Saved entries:
====

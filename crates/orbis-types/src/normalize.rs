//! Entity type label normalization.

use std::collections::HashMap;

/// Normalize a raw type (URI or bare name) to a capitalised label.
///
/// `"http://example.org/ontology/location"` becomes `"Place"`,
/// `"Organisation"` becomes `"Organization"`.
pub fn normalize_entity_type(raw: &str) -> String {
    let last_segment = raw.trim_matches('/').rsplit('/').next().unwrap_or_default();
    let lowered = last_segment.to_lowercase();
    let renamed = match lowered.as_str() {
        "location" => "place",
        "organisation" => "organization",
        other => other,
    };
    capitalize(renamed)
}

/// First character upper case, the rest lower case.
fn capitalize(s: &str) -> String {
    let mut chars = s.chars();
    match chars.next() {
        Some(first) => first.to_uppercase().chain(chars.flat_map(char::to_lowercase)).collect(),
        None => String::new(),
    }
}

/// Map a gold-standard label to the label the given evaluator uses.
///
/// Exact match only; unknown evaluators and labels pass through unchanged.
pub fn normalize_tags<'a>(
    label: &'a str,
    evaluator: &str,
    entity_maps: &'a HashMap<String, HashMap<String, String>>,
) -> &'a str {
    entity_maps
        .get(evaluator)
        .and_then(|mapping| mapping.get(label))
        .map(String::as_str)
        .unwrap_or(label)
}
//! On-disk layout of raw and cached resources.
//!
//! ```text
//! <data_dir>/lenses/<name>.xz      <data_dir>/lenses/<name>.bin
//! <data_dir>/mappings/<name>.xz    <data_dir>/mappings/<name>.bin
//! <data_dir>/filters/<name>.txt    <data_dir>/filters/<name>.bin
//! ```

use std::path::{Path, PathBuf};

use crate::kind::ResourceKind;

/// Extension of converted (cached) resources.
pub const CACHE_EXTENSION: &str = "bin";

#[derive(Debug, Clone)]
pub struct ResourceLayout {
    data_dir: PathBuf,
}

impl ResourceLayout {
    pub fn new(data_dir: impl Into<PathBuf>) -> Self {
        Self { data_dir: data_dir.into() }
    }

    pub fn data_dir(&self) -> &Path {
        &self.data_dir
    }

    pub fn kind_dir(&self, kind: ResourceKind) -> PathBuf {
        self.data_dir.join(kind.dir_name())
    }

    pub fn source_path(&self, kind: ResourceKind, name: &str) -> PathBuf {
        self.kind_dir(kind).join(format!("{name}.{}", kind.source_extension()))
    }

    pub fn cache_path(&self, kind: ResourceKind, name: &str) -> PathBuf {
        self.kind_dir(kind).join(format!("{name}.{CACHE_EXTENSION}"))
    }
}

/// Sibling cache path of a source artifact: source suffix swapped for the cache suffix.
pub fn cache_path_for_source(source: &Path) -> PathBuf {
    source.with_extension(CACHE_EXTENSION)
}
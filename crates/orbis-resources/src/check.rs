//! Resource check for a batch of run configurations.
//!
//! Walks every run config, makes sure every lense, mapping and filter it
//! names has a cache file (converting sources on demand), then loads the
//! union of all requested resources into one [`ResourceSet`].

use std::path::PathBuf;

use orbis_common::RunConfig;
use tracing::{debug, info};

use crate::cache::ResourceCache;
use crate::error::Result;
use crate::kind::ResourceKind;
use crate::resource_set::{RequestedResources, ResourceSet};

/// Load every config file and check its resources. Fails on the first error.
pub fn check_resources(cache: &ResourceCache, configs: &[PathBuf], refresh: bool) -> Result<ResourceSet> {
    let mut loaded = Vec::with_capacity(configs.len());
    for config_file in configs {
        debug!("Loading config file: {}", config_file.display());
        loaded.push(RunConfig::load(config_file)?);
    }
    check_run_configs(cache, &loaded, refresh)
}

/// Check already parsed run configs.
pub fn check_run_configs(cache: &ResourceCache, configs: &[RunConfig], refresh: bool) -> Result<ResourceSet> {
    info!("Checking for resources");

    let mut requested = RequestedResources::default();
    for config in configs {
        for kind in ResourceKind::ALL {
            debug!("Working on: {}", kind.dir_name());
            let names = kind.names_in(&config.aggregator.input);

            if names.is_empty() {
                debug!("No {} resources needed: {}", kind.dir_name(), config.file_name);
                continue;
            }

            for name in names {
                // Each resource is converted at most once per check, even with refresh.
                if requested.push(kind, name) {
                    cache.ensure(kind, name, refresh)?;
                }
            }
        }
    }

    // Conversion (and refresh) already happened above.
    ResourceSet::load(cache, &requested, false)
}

====

• _Requirement_: Every record is to be retyped exactly as given.

• _Response_:
filename crates/orbis-types/src/normalize.rs
//! Entity type label normalization.

use std::collections::HashMap;

/// Normalize a raw type (URI or bare name) to a capitalised label.
///
/// `"http://example.org/ontology/location"` becomes `"Place"`,
/// `"Organisation"` becomes `"Organization"`.
pub fn normalize_entity_type(raw: &str) -> String {
    let last_segment = raw.trim_matches('/').rsplit('/').next().unwrap_or_default();
    let lowered = last_segment.to_lowercase();
    let renamed = match lowered.as_str() {
        "location" => "place",
        "organisation" => "organization",
        other => other,
    };
    capitalize(renamed)
}

/// First character upper case, the rest lower case.
fn capitalize(s: &str) -> String {
    let mut chars = s.chars();
    match chars.next() {
        Some(first) => first.to_uppercase().chain(chars.flat_map(char::to_lowercase)).collect(),
        None => String::new(),
    }
}

/// Map a gold-standard label to the label the given evaluator uses.
///
/// Exact match only; unknown evaluators and labels pass through unchanged.
pub fn normalize_tags<'a>(
    label: &'a str,
    evaluator: &str,
    entity_maps: &'a HashMap<String, HashMap<String, String>>,
) -> &'a str {
    entity_maps
        .get(evaluator)
        .and_then(|mapping| mapping.get(label))
        .map(String::as_str)
        .unwrap_or(label)
}
//! On-disk layout of raw and cached resources.
//!
//! ```text
//! <data_dir>/lenses/<name>.xz      <data_dir>/lenses/<name>.bin
//! <data_dir>/mappings/<name>.xz    <data_dir>/mappings/<name>.bin
//! <data_dir>/filters/<name>.txt    <data_dir>/filters/<name>.bin
//! ```

use std::path::{Path, PathBuf};

use crate::kind::ResourceKind;

/// Extension of converted (cached) resources.
pub const CACHE_EXTENSION: &str = "bin";

#[derive(Debug, Clone)]
pub struct ResourceLayout {
    data_dir: PathBuf,
}

impl ResourceLayout {
    pub fn new(data_dir: impl Into<PathBuf>) -> Self {
        Self { data_dir: data_dir.into() }
    }

    pub fn data_dir(&self) -> &Path {
        &self.data_dir
    }

    pub fn kind_dir(&self, kind: ResourceKind) -> PathBuf {
        self.data_dir.join(kind.dir_name())
    }

    pub fn source_path(&self, kind: ResourceKind, name: &str) -> PathBuf {
        self.kind_dir(kind).join(format!("{name}.{}", kind.source_extension()))
    }

    pub fn cache_path(&self, kind: ResourceKind, name: &str) -> PathBuf {
        self.kind_dir(kind).join(format!("{name}.{CACHE_EXTENSION}"))
    }
}

/// Sibling cache path of a source artifact: source suffix swapped for the cache suffix.
pub fn cache_path_for_source(source: &Path) -> PathBuf {
    source.with_extension(CACHE_EXTENSION)
}
filename crates/orbis-resources/src/check.rs
//! Resource check for a batch of run configurations.
//!
//! Walks every run config, makes sure every lense, mapping and filter it
//! names has a cache file (converting sources on demand), then loads the
//! union of all requested resources into one [`ResourceSet`].

use std::path::PathBuf;

use orbis_common::RunConfig;
use tracing::{debug, info};

use crate::cache::ResourceCache;
use crate::error::Result;
use crate::kind::ResourceKind;
use crate::resource_set::{RequestedResources, ResourceSet};

/// Load every config file and check its resources. Fails on the first error.
pub fn check_resources(cache: &ResourceCache, configs: &[PathBuf], refresh: bool) -> Result<ResourceSet> {
    let mut loaded = Vec::with_capacity(configs.len());
    for config_file in configs {
        debug!("Loading config file: {}", config_file.display());
        loaded.push(RunConfig::load(config_file)?);
    }
    check_run_configs(cache, &loaded, refresh)
}

/// Check already parsed run configs.
pub fn check_run_configs(cache: &ResourceCache, configs: &[RunConfig], refresh: bool) -> Result<ResourceSet> {
    info!("Checking for resources");

    let mut requested = RequestedResources::default();
    for config in configs {
        for kind in ResourceKind::ALL {
            debug!("Working on: {}", kind.dir_name());
            let names = kind.names_in(&config.aggregator.input);

            if names.is_empty() {
                debug!("No {} resources needed: {}", kind.dir_name(), config.file_name);
                continue;
            }

            for name in names {
                // Each resource is converted at most once per check, even with refresh.
                if requested.push(kind, name) {
                    cache.ensure(kind, name, refresh)?;
                }
            }
        }
    }

    // Conversion (and refresh) already happened above.
    ResourceSet::load(cache, &requested, false)
}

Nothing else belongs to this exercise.